Some lines below may hold the string "mirror". Count them and give only the total.

:: Given entries ::
********************

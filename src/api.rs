//! Contract with the remote data collaborator.
//!
//! The HTTP layer itself lives outside this crate; the canvas only needs the
//! node and relation shapes from [`crate::types`] and the calls below.

use crate::error::ApiResult;
use crate::types::{Node, NodeConnection, NodeId, Relation, RelationId, StyleProperties};
use async_trait::async_trait;
use serde::{Deserialize, Serialize};

/// Body of a node creation request.
#[derive(Debug, Clone, Default, PartialEq, Serialize, Deserialize)]
pub struct NewNode {
    pub labels: Vec<NodeId>,
    #[serde(default)]
    pub title: String,
    #[serde(default)]
    pub style: StyleProperties,
}

/// Body of a relation creation request.
#[derive(Debug, Clone, Default, PartialEq, Serialize, Deserialize)]
pub struct NewRelation {
    pub source_id: NodeId,
    pub target_id: NodeId,
    #[serde(rename = "type")]
    pub relation_type: NodeId,
}

#[async_trait]
pub trait GraphApi: Send + Sync {
    async fn post_node(&self, node: NewNode) -> ApiResult<Node>;

    async fn post_relation(&self, relation: NewRelation) -> ApiResult<Relation>;

    async fn delete_node(&self, id: &str) -> ApiResult<()>;

    /// Bulk fetch. Ids unknown to the server are left out of the result.
    async fn fetch_nodes(&self, ids: &[NodeId]) -> ApiResult<Vec<Node>>;

    async fn fetch_relations(&self, ids: &[RelationId]) -> ApiResult<Vec<Relation>>;

    /// Relations touching `id` paired with the node on their other end.
    async fn node_connections(&self, id: &str) -> ApiResult<Vec<NodeConnection>>;

    /// All relations whose both endpoints are among `ids`.
    async fn relations_by_node_ids(&self, ids: &[NodeId]) -> ApiResult<Vec<Relation>>;
}
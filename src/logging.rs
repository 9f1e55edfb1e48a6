//! Tracing subscriber setup.

use tracing_subscriber::EnvFilter;

/// Default filter when `RUST_LOG` is unset
pub const DEFAULT_LOG_FILTER: &str = "graph_explorer=info";

/// Install a formatted tracing subscriber honouring `RUST_LOG`.
///
/// Safe to call more than once; later calls leave the first subscriber in place.
pub fn init_tracing() {
    let filter =
        EnvFilter::try_from_default_env().unwrap_or_else(|_| EnvFilter::new(DEFAULT_LOG_FILTER));

    let _ = tracing_subscriber::fmt()
        .with_env_filter(filter)
        .with_target(true)
        .try_init();
}
//! Hot reload for the settings file.
//!
//! Watches the settings file's directory (editors often replace the file
//! instead of writing it in place) and reports changes to that one file.

use crate::error::SettingsError;
use crate::settings::Settings;
use notify::{Event, EventKind, RecommendedWatcher, RecursiveMode, Watcher};
use std::path::{Path, PathBuf};
use std::sync::mpsc::{Receiver, channel};
use tracing::{debug, warn};

pub use crate::settings::default_settings_path;

#[derive(Debug, Clone, PartialEq)]
pub enum SettingsEvent {
    /// The file changed and parsed successfully
    Changed(Settings),
    /// The file was removed; defaults apply
    Removed,
}

pub struct SettingsWatcher {
    path: PathBuf,
    // Dropping the watcher stops the OS subscription
    _watcher: RecommendedWatcher,
    rx: Receiver<notify::Result<Event>>,
}

impl SettingsWatcher {
    pub fn new(path: PathBuf) -> Result<Self, SettingsError> {
        let (tx, rx) = channel();
        let mut watcher = notify::recommended_watcher(tx)?;
        let dir = path
            .parent()
            .filter(|p| !p.as_os_str().is_empty())
            .unwrap_or(Path::new("."));
        watcher.watch(dir, RecursiveMode::NonRecursive)?;

        Ok(Self {
            path,
            _watcher: watcher,
            rx,
        })
    }

    pub fn path(&self) -> &Path {
        &self.path
    }

    /// Drain pending file events and report the latest change, if any.
    pub fn poll(&mut self) -> Option<SettingsEvent> {
        let mut latest = None;

        while let Ok(result) = self.rx.try_recv() {
            let event = match result {
                Ok(event) => event,
                Err(e) => {
                    warn!("settings watcher error: {e}");
                    continue;
                }
            };
            if !event.paths.iter().any(|p| p.file_name() == self.path.file_name()) {
                continue;
            }

            latest = match event.kind {
                EventKind::Remove(_) if !self.path.exists() => Some(SettingsEvent::Removed),
                EventKind::Create(_) | EventKind::Modify(_) => match Settings::load(&self.path) {
                    Ok(settings) => Some(SettingsEvent::Changed(settings)),
                    Err(e) => {
                        // Partial writes fail to parse; the next event retries
                        debug!("settings not reloaded: {e}");
                        latest
                    }
                },
                _ => latest,
            };
        }

        latest
    }
}
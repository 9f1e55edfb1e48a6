//! Node and relation clicks: exclusive highlight plus a details request.

use super::{InteractionPlugin, PluginContext, Subscriptions};
use crate::input::{InteractionEvent, InteractionState, StateCallback};
use crate::types::{NodeId, RelationId};
use parking_lot::Mutex;
use serde::{Deserialize, Serialize};
use std::sync::Arc;
use tracing::debug;

/// The item whose details the host should show.
#[derive(Clone, Debug, PartialEq, Eq, Serialize, Deserialize)]
#[serde(tag = "kind", content = "id", rename_all = "snake_case")]
pub enum FocusedItem {
    Node(NodeId),
    Relation(RelationId),
}

#[derive(Debug, Default)]
pub struct ItemClickPlugin {
    focused: Mutex<Option<FocusedItem>>,
}

impl ItemClickPlugin {
    pub fn new() -> Self {
        Self::default()
    }

    pub fn focused(&self) -> Option<FocusedItem> {
        self.focused.lock().clone()
    }

    /// Take the pending details request.
    pub fn take_focused(&self) -> Option<FocusedItem> {
        self.focused.lock().take()
    }

    fn node_clicked(&self, ctx: &PluginContext, event: &InteractionEvent) {
        let Some(node_id) = event.node_id() else {
            return;
        };
        // Only items backed by the cache have details to show
        if !ctx.items.has_node(node_id) {
            return;
        }
        {
            let mut graph = ctx.graph.lock();
            graph.un_highlight_relations();
            graph.un_highlight_nodes();
            graph.highlight_node(node_id);
        }
        debug!(node_id, "node focused");
        *self.focused.lock() = Some(FocusedItem::Node(node_id.to_string()));
    }

    fn relation_clicked(&self, ctx: &PluginContext, event: &InteractionEvent) {
        let Some(relation_id) = event.relation_id() else {
            return;
        };
        if !ctx.items.has_relation(relation_id) {
            return;
        }
        {
            let mut graph = ctx.graph.lock();
            graph.un_highlight_relations();
            graph.un_highlight_nodes();
            graph.highlight_relation(relation_id);
        }
        debug!(relation_id, "relation focused");
        *self.focused.lock() = Some(FocusedItem::Relation(relation_id.to_string()));
    }
}

impl InteractionPlugin for ItemClickPlugin {
    fn name(&self) -> &'static str {
        "item-click"
    }

    fn install(self: Arc<Self>, ctx: &PluginContext) -> Subscriptions {
        let mut subscriptions = Subscriptions::new();

        let (node, node_ctx) = (self.clone(), ctx.clone());
        subscriptions.on(
            &ctx.ism,
            InteractionState::NodeClick,
            StateCallback::new().main(move |event| node.node_clicked(&node_ctx, event)),
        );

        let relation_ctx = ctx.clone();
        subscriptions.on(
            &ctx.ism,
            InteractionState::RelationClick,
            StateCallback::new().main(move |event| self.relation_clicked(&relation_ctx, event)),
        );
        subscriptions
    }
}
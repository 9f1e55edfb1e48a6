//! Unit tests for the items cache and its single-flight fetching.

use crate::helpers::{node, relation, InMemoryGraphApi};
use graph_explorer::error::ApiError;
use graph_explorer::geometry::Point;
use graph_explorer::items::ItemsStore;
use std::sync::Arc;
use std::time::Duration;

fn store_over(api: InMemoryGraphApi) -> (Arc<InMemoryGraphApi>, ItemsStore) {
    let api = Arc::new(api);
    let items = ItemsStore::new(api.clone());
    (api, items)
}

#[tokio::test]
async fn test_cached_nodes_skip_the_remote() {
    let (api, items) = store_over(InMemoryGraphApi::new());
    items.set_node(node("a", 0.0, 0.0));

    let found = items.get_node("a").await.unwrap();
    assert_eq!(found.map(|n| n.id), Some("a".to_string()));
    assert_eq!(api.calls("fetch_nodes"), 0);
}

#[tokio::test]
async fn test_missing_nodes_are_fetched_and_cached() {
    let (api, items) = store_over(InMemoryGraphApi::new().with_node(node("a", 1.0, 2.0)));

    assert!(items.get_node("a").await.unwrap().is_some());
    assert!(items.has_node("a"));
    assert!(items.get_node("a").await.unwrap().is_some());
    assert_eq!(api.calls("fetch_nodes"), 1);
}

#[tokio::test]
async fn test_unknown_ids_are_skipped() {
    let (_, items) = store_over(InMemoryGraphApi::new().with_node(node("a", 0.0, 0.0)));

    let ids = vec!["missing".to_string(), "a".to_string()];
    let found = items.get_nodes(&ids).await.unwrap();
    assert_eq!(found.len(), 1);
    assert!(!items.has_node("missing"));
}

#[tokio::test]
async fn test_concurrent_lookups_share_one_request() {
    let (api, items) = store_over(InMemoryGraphApi::new().with_node(node("a", 0.0, 0.0)));
    api.set_delay(Duration::from_millis(20));

    let (first, second, third) = tokio::join!(
        items.get_node("a"),
        items.get_node("a"),
        items.get_node("a")
    );

    assert!(first.unwrap().is_some());
    assert!(second.unwrap().is_some());
    assert!(third.unwrap().is_some());
    assert_eq!(api.calls("fetch_nodes"), 1);
    assert_eq!(items.in_flight(), 0);
}

#[tokio::test]
async fn test_waiters_share_the_failure() {
    let (api, items) = store_over(InMemoryGraphApi::new().with_node(node("a", 0.0, 0.0)));
    api.set_delay(Duration::from_millis(20));
    api.fail_on("fetch_nodes");

    let (first, second) = tokio::join!(items.get_node("a"), items.get_node("a"));

    let first = first.unwrap_err();
    assert!(matches!(first, ApiError::Rejected { status: 500, .. }));
    assert_eq!(second.unwrap_err(), first);
    assert_eq!(api.calls("fetch_nodes"), 1);
    assert_eq!(items.in_flight(), 0);
    assert!(!items.has_node("a"));
}

#[tokio::test]
async fn test_relations_are_fetched_like_nodes() {
    let (api, items) = store_over(
        InMemoryGraphApi::new()
            .with_node(node("a", 0.0, 0.0))
            .with_node(node("b", 0.0, 0.0))
            .with_relation(relation("r1", "a", "b")),
    );
    api.set_delay(Duration::from_millis(10));

    let (first, second) = tokio::join!(items.get_relation("r1"), items.get_relation("r1"));
    assert!(first.unwrap().is_some());
    assert!(second.unwrap().is_some());
    assert!(items.has_relation("r1"));
    assert_eq!(api.calls("fetch_relations"), 1);
}

#[test]
fn test_position_is_written_into_style() {
    let items = ItemsStore::new(Arc::new(InMemoryGraphApi::new()));
    items.set_node(node("a", 0.0, 0.0));

    assert!(items.set_node_position("a", Point::new(12.5, -3.0)));
    let stored = items.store_node("a").unwrap();
    assert_eq!(stored.style.get("x").map(String::as_str), Some("12.5"));
    assert_eq!(stored.style.get("y").map(String::as_str), Some("-3"));
    assert!(!items.set_node_position("missing", Point::new(0.0, 0.0)));
}

#[test]
fn test_pseudo_nodes_are_filtered() {
    let items = ItemsStore::new(Arc::new(InMemoryGraphApi::new()));
    items.set_node(node("persisted", 0.0, 0.0));
    items.set_node(graph_explorer::types::Node::placeholder("pseudo"));

    let listed: Vec<String> = items.store_non_pseudo_nodes().into_iter().map(|n| n.id).collect();
    assert_eq!(listed, vec!["persisted".to_string()]);
}

#[test]
fn test_removing_a_node_drops_its_relations() {
    let (_, items) = store_over(InMemoryGraphApi::new());
    items.set_nodes([node("a", 0.0, 0.0), node("b", 1.0, 0.0), node("c", 2.0, 0.0)]);
    items.set_relations([relation("ab", "a", "b"), relation("bc", "b", "c")]);

    assert_eq!(items.remove_node("a").map(|n| n.id), Some("a".to_string()));
    assert!(!items.has_relation("ab"));
    assert!(items.has_relation("bc"));

    items.remove_nodes(&["c".to_string()]);
    assert!(!items.has_relation("bc"));
    assert!(items.has_node("b"));
}

#[test]
fn test_relations_of_a_node_carry_their_direction() {
    let (_, items) = store_over(InMemoryGraphApi::new());
    items.set_relations([
        relation("ab", "a", "b"),
        relation("ca", "c", "a"),
        relation("aa", "a", "a"),
        relation("bc", "b", "c"),
    ]);

    let listed: Vec<(&str, String)> = items
        .relations_of("a")
        .iter()
        .map(|(direction, relation)| (direction.glyph(), relation.id.clone()))
        .collect();
    assert_eq!(
        listed,
        vec![
            ("→", "ab".to_string()),
            ("←", "ca".to_string()),
            ("↩", "aa".to_string()),
        ]
    );
}
//! Error types for the remote data collaborator and settings handling.
//!
//! Interaction-level anomalies (illegal transitions, relations whose endpoints
//! are missing) are deliberately not represented here: they are silent no-ops.

use thiserror::Error;

/// Errors surfaced by a [`crate::api::GraphApi`] implementation.
///
/// Cloneable so one failed fetch can be handed to every caller waiting on it.
#[derive(Error, Debug, Clone, PartialEq)]
pub enum ApiError {
    /// The requested node or relation does not exist remotely
    #[error("Not found: {0}")]
    NotFound(String),

    /// The server understood the request but refused it
    #[error("Request rejected ({status}): {message}")]
    Rejected { status: u16, message: String },

    /// The request never produced a response
    #[error("Transport error: {0}")]
    Transport(String),

    /// Response body could not be decoded
    #[error("Decode error: {0}")]
    Decode(String),
}

/// Result type alias for remote data operations
pub type ApiResult<T> = Result<T, ApiError>;

impl From<String> for ApiError {
    fn from(s: String) -> Self {
        ApiError::Transport(s)
    }
}

impl From<serde_json::Error> for ApiError {
    fn from(e: serde_json::Error) -> Self {
        ApiError::Decode(e.to_string())
    }
}

impl From<&str> for ApiError {
    fn from(s: &str) -> Self {
        ApiError::Transport(s.to_string())
    }
}

/// Errors that can occur while loading, saving or watching settings.
#[derive(Error, Debug)]
pub enum SettingsError {
    /// IO error from std::io
    #[error("IO error: {0}")]
    Io(#[from] std::io::Error),

    /// Settings file is not valid JSON for [`crate::settings::Settings`]
    #[error("JSON parse error: {0}")]
    Json(#[from] serde_json::Error),

    /// The file watcher could not be created
    #[error("Watch error: {0}")]
    Watch(#[from] notify::Error),
}
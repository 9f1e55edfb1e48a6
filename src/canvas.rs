//! The graph canvas: one state manager, one graph mirror, one items cache and
//! the plugins wired between them.
//!
//! Hosts feed low-level pointer events into [`GraphCanvas::handle_event`], call
//! [`GraphCanvas::tick`] from their frame loop so dwell tooltips can fire, and
//! read plugin state (selection overlay, tooltip, context menu, focused item)
//! when drawing.

use crate::api::GraphApi;
use crate::error::ApiResult;
use crate::graph::GraphStore;
use crate::input::{CanvasEvent, InteractionState, InteractionStateManager, StateCallback};
use crate::items::ItemsStore;
use crate::notifications::{Notification, NotificationCenter};
use crate::plugins::{
    AutoConnectPlugin, ContextMenuPlugin, DragNodesPlugin, InteractionPlugin, ItemClickPlugin,
    LabelSizes, PluginContext, QuickNodePlugin, ScalePlugin, SelectionPlugin, Subscriptions,
    TooltipPlugin, ZoomFactorPlugin, collapse_node, expand_node,
};
use crate::settings::Settings;
use crate::settings_watcher::{SettingsEvent, SettingsWatcher};
use crate::types::{Node, Relation};
use crate::viewport::{Camera, SharedCamera, Viewport};
use parking_lot::MutexGuard;
use std::sync::Arc;
use std::time::Instant;
use tracing::{debug, info};

/// Viewport size used until the host reports a resize
const INITIAL_VIEWPORT: (f64, f64) = (800.0, 600.0);

pub struct GraphCanvas {
    ctx: PluginContext,
    drag: Arc<DragNodesPlugin>,
    selection: Arc<SelectionPlugin>,
    auto_connect: Arc<AutoConnectPlugin>,
    click: Arc<ItemClickPlugin>,
    tooltip: Arc<TooltipPlugin>,
    context_menu: Arc<ContextMenuPlugin>,
    scale: Arc<ScalePlugin>,
    subscriptions: Subscriptions,
}

impl GraphCanvas {
    /// Canvas with its own camera.
    pub fn new(api: Arc<dyn GraphApi>, settings: Settings) -> Self {
        let (width, height) = INITIAL_VIEWPORT;
        let camera = Arc::new(SharedCamera::new(Camera::new(width, height)));
        Self::with_viewport(api, camera, settings)
    }

    /// Canvas whose coordinate transforms come from the host renderer.
    pub fn with_viewport(api: Arc<dyn GraphApi>, viewport: Arc<dyn Viewport>, settings: Settings) -> Self {
        let settings = settings.sanitized();
        let ism = Arc::new(InteractionStateManager::with_tooltip_delay(settings.tooltip_delay()));
        let items = Arc::new(ItemsStore::new(api));
        let ctx = PluginContext::new(ism, items, viewport, settings);

        let mut canvas = Self {
            ctx,
            drag: Arc::new(DragNodesPlugin::new()),
            selection: Arc::new(SelectionPlugin::new()),
            auto_connect: Arc::new(AutoConnectPlugin::new()),
            click: Arc::new(ItemClickPlugin::new()),
            tooltip: Arc::new(TooltipPlugin::new()),
            context_menu: Arc::new(ContextMenuPlugin::new()),
            scale: Arc::new(ScalePlugin::new()),
            subscriptions: Subscriptions::new(),
        };
        canvas.install_viewport_sync();

        let builtin: [Arc<dyn InteractionPlugin>; 9] = [
            canvas.drag.clone(),
            canvas.selection.clone(),
            canvas.auto_connect.clone(),
            canvas.click.clone(),
            canvas.tooltip.clone(),
            canvas.context_menu.clone(),
            canvas.scale.clone(),
            Arc::new(QuickNodePlugin::new()),
            Arc::new(ZoomFactorPlugin::new()),
        ];
        for plugin in builtin {
            canvas.install(plugin);
        }
        canvas
    }

    /// Install an additional plugin. It stays installed until the canvas drops.
    pub fn install(&mut self, plugin: Arc<dyn InteractionPlugin>) {
        let name = plugin.name();
        let subscriptions = plugin.install(&self.ctx);
        debug!(plugin = name, callbacks = subscriptions.len(), "plugin installed");
        self.subscriptions.extend(subscriptions);
    }

    fn install_viewport_sync(&mut self) {
        let ism = self.ctx.ism.clone();
        let resize_viewport = self.ctx.viewport.clone();
        self.subscriptions.on(
            &ism,
            InteractionState::Resize,
            StateCallback::new().main(move |event| {
                if let Some((width, height)) = event.dimensions {
                    resize_viewport.resized(width, height);
                }
            }),
        );
        let camera_viewport = self.ctx.viewport.clone();
        self.subscriptions.on(
            &ism,
            InteractionState::CameraUpdate,
            StateCallback::new().main(move |event| {
                if let Some(camera) = event.camera {
                    camera_viewport.camera_updated(camera);
                }
            }),
        );
    }

    // ------------------------------------------------------------------
    // Shared state
    // ------------------------------------------------------------------

    pub fn context(&self) -> &PluginContext {
        &self.ctx
    }

    pub fn ism(&self) -> &Arc<InteractionStateManager> {
        &self.ctx.ism
    }

    pub fn state(&self) -> InteractionState {
        self.ctx.ism.current_state()
    }

    pub fn graph(&self) -> MutexGuard<'_, GraphStore> {
        self.ctx.graph.lock()
    }

    pub fn items(&self) -> &Arc<ItemsStore> {
        &self.ctx.items
    }

    pub fn viewport(&self) -> &Arc<dyn Viewport> {
        &self.ctx.viewport
    }

    pub fn notifications(&self) -> MutexGuard<'_, NotificationCenter> {
        self.ctx.notifications.lock()
    }

    pub fn settings(&self) -> Settings {
        self.ctx.settings()
    }

    // ------------------------------------------------------------------
    // Plugin state
    // ------------------------------------------------------------------

    pub fn drag(&self) -> &DragNodesPlugin {
        &self.drag
    }

    pub fn selection(&self) -> &SelectionPlugin {
        &self.selection
    }

    pub fn auto_connect(&self) -> &AutoConnectPlugin {
        &self.auto_connect
    }

    pub fn click(&self) -> &ItemClickPlugin {
        &self.click
    }

    pub fn tooltip(&self) -> &TooltipPlugin {
        &self.tooltip
    }

    pub fn context_menu(&self) -> &ContextMenuPlugin {
        &self.context_menu
    }

    pub fn label_sizes(&self) -> LabelSizes {
        self.scale.label_sizes(&self.ctx)
    }

    // ------------------------------------------------------------------
    // Data
    // ------------------------------------------------------------------

    /// Put query results on the canvas: cache them and mirror them into the graph.
    pub fn load(&self, nodes: Vec<Node>, relations: Vec<Relation>) {
        {
            let mut graph = self.ctx.graph.lock();
            graph.add_nodes(&nodes);
            graph.add_relations(&relations);
            graph.index_parallel_relations();
            graph.adapt_relations_type_and_curvature();
        }
        info!(nodes = nodes.len(), relations = relations.len(), "graph loaded");
        self.ctx.items.set_nodes(nodes);
        self.ctx.items.set_relations(relations);
    }

    /// Empty the canvas and every cache.
    pub fn clear(&self) {
        self.ctx.ism.reset_state();
        self.ctx.graph.lock().reset();
        self.ctx.items.clear();
        self.ctx.expansions.lock().clear();
    }

    pub async fn expand(&self, node_id: &str) -> ApiResult<usize> {
        expand_node(&self.ctx, node_id).await
    }

    pub fn collapse(&self, node_id: &str) -> usize {
        collapse_node(&self.ctx, node_id)
    }

    pub fn is_expanded(&self, node_id: &str) -> bool {
        self.ctx.expansions.lock().is_expanded(node_id)
    }

    // ------------------------------------------------------------------
    // Events
    // ------------------------------------------------------------------

    pub fn handle_event(&self, event: CanvasEvent) {
        self.handle_event_at(event, Instant::now());
    }

    /// Dispatch an event observed at `now`; dwell timers are armed relative to it.
    pub fn handle_event_at(&self, event: CanvasEvent, now: Instant) {
        self.ctx.ism.handle_event(event, now);
    }

    /// Fire due tooltips and expire old notifications. Returns how many tooltips fired.
    pub fn tick(&self, now: Instant) -> usize {
        self.ctx.notifications.lock().remove_expired(now);
        self.ctx.ism.tick(now)
    }

    /// Wait until every background commit has finished.
    pub async fn settle(&self) {
        self.ctx.settle().await;
    }

    pub fn pending_tasks(&self) -> usize {
        self.ctx.pending_tasks()
    }

    pub fn notify(&self, notification: Notification) {
        self.ctx.notify(notification);
    }

    // ------------------------------------------------------------------
    // Settings
    // ------------------------------------------------------------------

    pub fn apply_settings(&self, settings: Settings) {
        let settings = settings.sanitized();
        self.ctx.ism.set_tooltip_delay(settings.tooltip_delay());
        {
            let mut graph = self.ctx.graph.lock();
            graph.set_zoom_factor(settings.zoom_factor);
            graph.set_node_size_factor(settings.node_size_factor);
            graph.set_label_size_factor(settings.label_size_factor);
        }
        *self.ctx.settings.write() = settings;
        debug!("settings applied");
    }

    /// Apply whatever the watcher reported since the last poll.
    ///
    /// Returns true when settings changed.
    pub fn poll_settings(&self, watcher: &mut SettingsWatcher) -> bool {
        match watcher.poll() {
            Some(SettingsEvent::Changed(settings)) => {
                info!(path = %watcher.path().display(), "settings reloaded");
                self.apply_settings(settings);
                true
            }
            Some(SettingsEvent::Removed) => {
                info!("settings file removed, using defaults");
                self.apply_settings(Settings::default());
                true
            }
            None => false,
        }
    }
}

impl Drop for GraphCanvas {
    fn drop(&mut self) {
        // Callbacks hold the context, which holds the manager
        self.subscriptions.unsubscribe(&self.ctx.ism);
    }
}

********************

:: Expected output ::
2